Fatwa of Sahaba means an opinion reached by a Sahaba by way of Ijtihad. As regards whether fatwa of Sahaba constitute a proof on succeeding generations, there are three views : First view is that - it is an absolute proof. The proponents of this view quote the Quranic verses 9:100, 3:109. They also quote Hadith like "my companions are like stars" or “Honour my companions".  First view is held by Imam Malik. Imam Shafii and Ahmad Bin Hanbal also have been quoted in its support.

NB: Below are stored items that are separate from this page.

//! Client-related types shared between server and client
//!
//! Common request/response types used in API communication.
//! List endpoints wrap their payload in `{ "data": [...] }`; item
//! endpoints return the bare record.

use serde::{Deserialize, Serialize};

/// Envelope for list responses: `{ "data": [T] }`
#[derive(Debug, Clone, Serialize, Deserialize)]
pub struct ListEnvelope<T> {
    pub data: Vec<T>,
}

impl<T> ListEnvelope<T> {
    pub fn new(data: Vec<T>) -> Self {
        Self { data }
    }
}

impl<T> From<ListEnvelope<T>> for Vec<T> {
    fn from(envelope: ListEnvelope<T>) -> Self {
        envelope.data
    }
}

// =============================================================================
// Auth API DTOs
// =============================================================================

/// User role, drives which screens and poll scopes a client runs
#[derive(Debug, Clone, Copy, Serialize, Deserialize, PartialEq, Eq)]
#[serde(rename_all = "lowercase")]
pub enum UserRole {
    Customer,
    Waiter,
    Chef,
    Admin,
}

/// Login request (`POST /auth/login`)
#[derive(Debug, Clone, Serialize, Deserialize)]
pub struct LoginRequest {
    pub email: String,
    pub password: String,
}

/// Login response data
#[derive(Debug, Clone, Serialize, Deserialize)]
pub struct LoginResponse {
    pub token: String,
    pub user: UserInfo,
}

/// User information
#[derive(Debug, Clone, Serialize, Deserialize)]
pub struct UserInfo {
    pub id: String,
    pub name: String,
    pub email: String,
    pub role: UserRole,
}

#[cfg(test)]
mod tests {
    use super::*;

    #[test]
    fn test_list_envelope_decodes() {
        let body = r#"{"data":[1,2,3]}"#;
        let envelope: ListEnvelope<i32> = serde_json::from_str(body).unwrap();
        assert_eq!(Vec::from(envelope), vec![1, 2, 3]);
    }

    #[test]
    fn test_role_wire_format() {
        assert_eq!(serde_json::to_string(&UserRole::Waiter).unwrap(), "\"waiter\"");
    }
}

     Against this view, it has been suggested that these references speak of the status and dignity of Sahaba. These are not categorical (Qaati) regarding compulsion to obey their decisions). Second view is - that Ijtihad of a companion is not a proof and does not bind the succeeding generations. Hanafi jurist Abul Hasan al Karkhi, Imam Ahmed (according to one view of him) and Asharite and Mutazilite scholars hold this view. They quote the Quranic Ayat 59 : 2 ("Consider, O You who have vision"). It is argued that the Ayat makes Ijtihad an obligation of all who are competent and makes no distinction between Sahabis and others. Imam Gazali and Amidi consider it preferred view. To me this is the appropriate view.

     Third view is that of Abu Hanifa himself. He says that ruling of a companion is a proof if it is in conflict with Qiyas but not when it agrees with Qiyas. The aforesaid are the main views. There are some other views which may be seen in the books of Usul.

     It can be concluded that the Fatwa of a companion is a source of guidance which merits careful consideration (though not binding except in case of their clear Ijma).